# [Work instruction]
Print every line of the material exactly.

# [Excerpted data]
//! Keyword-based item classification.
//!
//! Menu taxonomies differ between chains, so classification is a list of
//! keyword rules evaluated top to bottom against the lower-cased category and
//! name. The first rule that fires decides; when nothing fires the item is
//! treated as a main, so sparse metadata never starves the pipeline.
//!
//! The rules are plain data (`ClassifierRules` deserializes from JSON) and
//! can be swapped without touching code.

use data_loader::MenuItem;
use serde::Deserialize;

/// Keywords matched as substrings of the lower-cased category and name.
#[derive(Debug, Clone, Default, PartialEq, Deserialize)]
#[serde(default)]
pub struct KeywordSet {
    pub category: Vec<String>,
    pub name: Vec<String>,
}

impl KeywordSet {
    pub fn new(category: &[&str], name: &[&str]) -> Self {
        Self {
            category: category.iter().map(|s| s.to_string()).collect(),
            name: name.iter().map(|s| s.to_string()).collect(),
        }
    }

    pub fn matches_category(&self, category_lower: &str) -> bool {
        self.category.iter().any(|kw| category_lower.contains(kw.as_str()))
    }

    pub fn matches_name(&self, name_lower: &str) -> bool {
        self.name.iter().any(|kw| name_lower.contains(kw.as_str()))
    }

    /// Category keyword OR name keyword
    pub fn matches_either(&self, category_lower: &str, name_lower: &str) -> bool {
        self.matches_category(category_lower) || self.matches_name(name_lower)
    }

    /// Category keyword AND name keyword
    pub fn matches_both(&self, category_lower: &str, name_lower: &str) -> bool {
        self.matches_category(category_lower) && self.matches_name(name_lower)
    }
}

#[derive(Debug, Clone, Copy, PartialEq, Eq, Deserialize)]
#[serde(rename_all = "lowercase")]
pub enum Verdict {
    Include,
    Exclude,
}

/// One classification rule.
#[derive(Debug, Clone, PartialEq, Deserialize)]
pub struct Rule {
    pub label: String,
    pub verdict: Verdict,
    #[serde(flatten)]
    pub keywords: KeywordSet,
}

impl Rule {
    fn new(label: &str, verdict: Verdict, category: &[&str], name: &[&str]) -> Self {
        Self {
            label: label.to_string(),
            verdict,
            keywords: KeywordSet::new(category, name),
        }
    }
}

/// All keyword data used by the classifier and the keyword-driven filters.
#[derive(Debug, Clone, PartialEq, Deserialize)]
#[serde(default)]
pub struct ClassifierRules {
    /// Ordered main-dish rules; first match wins
    pub main_dish: Vec<Rule>,
    /// Matches either the category or the name
    pub dessert: KeywordSet,
    /// Requires a category hint AND a name hint
    pub substantial_side: KeywordSet,
}

impl Default for ClassifierRules {
    fn default() -> Self {
        Self {
            main_dish: vec![
                // "tea" is not a name keyword: it would match "steak"
                Rule::new(
                    "beverage",
                    Verdict::Exclude,
                    &["drink", "beverage", "soda", "juice", "coffee", "tea", "water"],
                    &["drink", "soda", "juice", "coffee", "iced tea", "sweet tea", "water", "beverage", "lemonade"],
                ),
                Rule::new(
                    "condiment",
                    Verdict::Exclude,
                    &["sauce", "condiment", "dip", "spread", "dressing"],
                    &["sauce", "dip", "spread", "condiment", "dressing"],
                ),
                Rule::new(
                    "main-dish",
                    Verdict::Include,
                    &[
                        "main", "burger", "sandwich", "wrap", "bowl", "entree", "combo", "taco",
                        "pizza", "nugget", "wing", "salad", "chicken", "beef", "fish", "pork",
                    ],
                    &[
                        "burger", "sandwich", "wrap", "bowl", "taco", "pizza", "nugget", "wing",
                        "salad", "chicken", "beef", "fish", "pork", "meal", "combo",
                    ],
                ),
            ],
            dessert: KeywordSet::new(
                &["dessert", "sweet", "treat"],
                &["pie", "cake", "sundae", "shake", "ice cream", "cookie", "brownie", "donut"],
            ),
            substantial_side: KeywordSet::new(
                &["side", "appetizer", "snack"],
                &["nugget", "wing", "salad", "soup", "chili"],
            ),
        }
    }
}

impl ClassifierRules {
    pub fn from_json(json: &str) -> serde_json::Result<Self> {
        serde_json::from_str(json)
    }
}

/// Why an item was (or was not) treated as a main dish.
#[derive(Debug, Clone, PartialEq, Eq)]
pub enum Classification {
    /// `is_main_candidate` was set on the row
    Override(bool),
    Excluded(String),
    Included(String),
    /// No rule fired
    Default,
}

impl Classification {
    pub fn is_main(&self) -> bool {
        match self {
            Classification::Override(is_main) => *is_main,
            Classification::Excluded(_) => false,
            Classification::Included(_) | Classification::Default => true,
        }
    }
}

/// Applies `ClassifierRules` to menu items.
#[derive(Debug, Clone, Default)]
pub struct MainDishClassifier {
    rules: ClassifierRules,
}

impl MainDishClassifier {
    pub fn new(rules: ClassifierRules) -> Self {
        Self { rules }
    }

    pub fn classify(&self, item: &MenuItem) -> Classification {
        if let Some(is_main) = item.is_main_candidate {
            return Classification::Override(is_main);
        }

        let category = item.category_lower();
        let name = item.name_lower();

        self.rules
            .main_dish
            .iter()
            .find(|rule| rule.keywords.matches_either(&category, &name))
            .map(|rule| match rule.verdict {
                Verdict::Include => Classification::Included(rule.label.clone()),
                Verdict::Exclude => Classification::Excluded(rule.label.clone()),
            })
            .unwrap_or(Classification::Default)
    }

    pub fn is_main(&self, item: &MenuItem) -> bool {
        self.classify(item).is_main()
    }

    pub fn is_dessert(&self, item: &MenuItem) -> bool {
        self.rules
            .dessert
            .matches_either(&item.category_lower(), &item.name_lower())
    }

    pub fn is_substantial_side(&self, item: &MenuItem) -> bool {
        self.rules
            .substantial_side
            .matches_both(&item.category_lower(), &item.name_lower())
    }
}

# [Written reply]
//! Keyword-based item classification.
//!
//! Menu taxonomies differ between chains, so classification is a list of
//! keyword rules evaluated top to bottom against the lower-cased category and
//! name. The first rule that fires decides; when nothing fires the item is
//! treated as a main, so sparse metadata never starves the pipeline.
//!
//! The rules are plain data (`ClassifierRules` deserializes from JSON) and
//! can be swapped without touching code.

use data_loader::MenuItem;
use serde::Deserialize;

/// Keywords matched as substrings of the lower-cased category and name.
#[derive(Debug, Clone, Default, PartialEq, Deserialize)]
#[serde(default)]
pub struct KeywordSet {
    pub category: Vec<String>,
    pub name: Vec<String>,
}

impl KeywordSet {
    pub fn new(category: &[&str], name: &[&str]) -> Self {
        Self {
            category: category.iter().map(|s| s.to_string()).collect(),
            name: name.iter().map(|s| s.to_string()).collect(),
        }
    }

    pub fn matches_category(&self, category_lower: &str) -> bool {
        self.category.iter().any(|kw| category_lower.contains(kw.as_str()))
    }

    pub fn matches_name(&self, name_lower: &str) -> bool {
        self.name.iter().any(|kw| name_lower.contains(kw.as_str()))
    }

    /// Category keyword OR name keyword
    pub fn matches_either(&self, category_lower: &str, name_lower: &str) -> bool {
        self.matches_category(category_lower) || self.matches_name(name_lower)
    }

    /// Category keyword AND name keyword
    pub fn matches_both(&self, category_lower: &str, name_lower: &str) -> bool {
        self.matches_category(category_lower) && self.matches_name(name_lower)
    }
}

#[derive(Debug, Clone, Copy, PartialEq, Eq, Deserialize)]
#[serde(rename_all = "lowercase")]
pub enum Verdict {
    Include,
    Exclude,
}

/// One classification rule.
#[derive(Debug, Clone, PartialEq, Deserialize)]
pub struct Rule {
    pub label: String,
    pub verdict: Verdict,
    #[serde(flatten)]
    pub keywords: KeywordSet,
}

impl Rule {
    fn new(label: &str, verdict: Verdict, category: &[&str], name: &[&str]) -> Self {
        Self {
            label: label.to_string(),
            verdict,
            keywords: KeywordSet::new(category, name),
        }
    }
}

/// All keyword data used by the classifier and the keyword-driven filters.
#[derive(Debug, Clone, PartialEq, Deserialize)]
#[serde(default)]
pub struct ClassifierRules {
    /// Ordered main-dish rules; first match wins
    pub main_dish: Vec<Rule>,
    /// Matches either the category or the name
    pub dessert: KeywordSet,
    /// Requires a category hint AND a name hint
    pub substantial_side: KeywordSet,
}

impl Default for ClassifierRules {
    fn default() -> Self {
        Self {
            main_dish: vec![
                // "tea" is not a name keyword: it would match "steak"
                Rule::new(
                    "beverage",
                    Verdict::Exclude,
                    &["drink", "beverage", "soda", "juice", "coffee", "tea", "water"],
                    &["drink", "soda", "juice", "coffee", "iced tea", "sweet tea", "water", "beverage", "lemonade"],
                ),
                Rule::new(
                    "condiment",
                    Verdict::Exclude,
                    &["sauce", "condiment", "dip", "spread", "dressing"],
                    &["sauce", "dip", "spread", "condiment", "dressing"],
                ),
                Rule::new(
                    "main-dish",
                    Verdict::Include,
                    &[
                        "main", "burger", "sandwich", "wrap", "bowl", "entree", "combo", "taco",
                        "pizza", "nugget", "wing", "salad", "chicken", "beef", "fish", "pork",
                    ],
                    &[
                        "burger", "sandwich", "wrap", "bowl", "taco", "pizza", "nugget", "wing",
                        "salad", "chicken", "beef", "fish", "pork", "meal", "combo",
                    ],
                ),
            ],
            dessert: KeywordSet::new(
                &["dessert", "sweet", "treat"],
                &["pie", "cake", "sundae", "shake", "ice cream", "cookie", "brownie", "donut"],
            ),
            substantial_side: KeywordSet::new(
                &["side", "appetizer", "snack"],
                &["nugget", "wing", "salad", "soup", "chili"],
            ),
        }
    }
}

impl ClassifierRules {
    pub fn from_json(json: &str) -> serde_json::Result<Self> {
        serde_json::from_str(json)
    }
}

/// Why an item was (or was not) treated as a main dish.
#[derive(Debug, Clone, PartialEq, Eq)]
pub enum Classification {
    /// `is_main_candidate` was set on the row
    Override(bool),
    Excluded(String),
    Included(String),
    /// No rule fired
    Default,
}

impl Classification {
    pub fn is_main(&self) -> bool {
        match self {
            Classification::Override(is_main) => *is_main,
            Classification::Excluded(_) => false,
            Classification::Included(_) | Classification::Default => true,
        }
    }
}

/// Applies `ClassifierRules` to menu items.
#[derive(Debug, Clone, Default)]
pub struct MainDishClassifier {
    rules: ClassifierRules,
}

impl MainDishClassifier {
    pub fn new(rules: ClassifierRules) -> Self {
        Self { rules }
    }

    pub fn classify(&self, item: &MenuItem) -> Classification {
        if let Some(is_main) = item.is_main_candidate {
            return Classification::Override(is_main);
        }

        let category = item.category_lower();
        let name = item.name_lower();

        self.rules
            .main_dish
            .iter()
            .find(|rule| rule.keywords.matches_either(&category, &name))
            .map(|rule| match rule.verdict {
                Verdict::Include => Classification::Included(rule.label.clone()),
                Verdict::Exclude => Classification::Excluded(rule.label.clone()),
            })
            .unwrap_or(Classification::Default)
    }

    pub fn is_main(&self, item: &MenuItem) -> bool {
        self.classify(item).is_main()
    }

    pub fn is_dessert(&self, item: &MenuItem) -> bool {
        self.rules
            .dessert
            .matches_either(&item.category_lower(), &item.name_lower())
    }

    pub fn is_substantial_side(&self, item: &MenuItem) -> bool {
        self.rules
            .substantial_side
            .matches_both(&item.category_lower(), &item.name_lower())
    }
}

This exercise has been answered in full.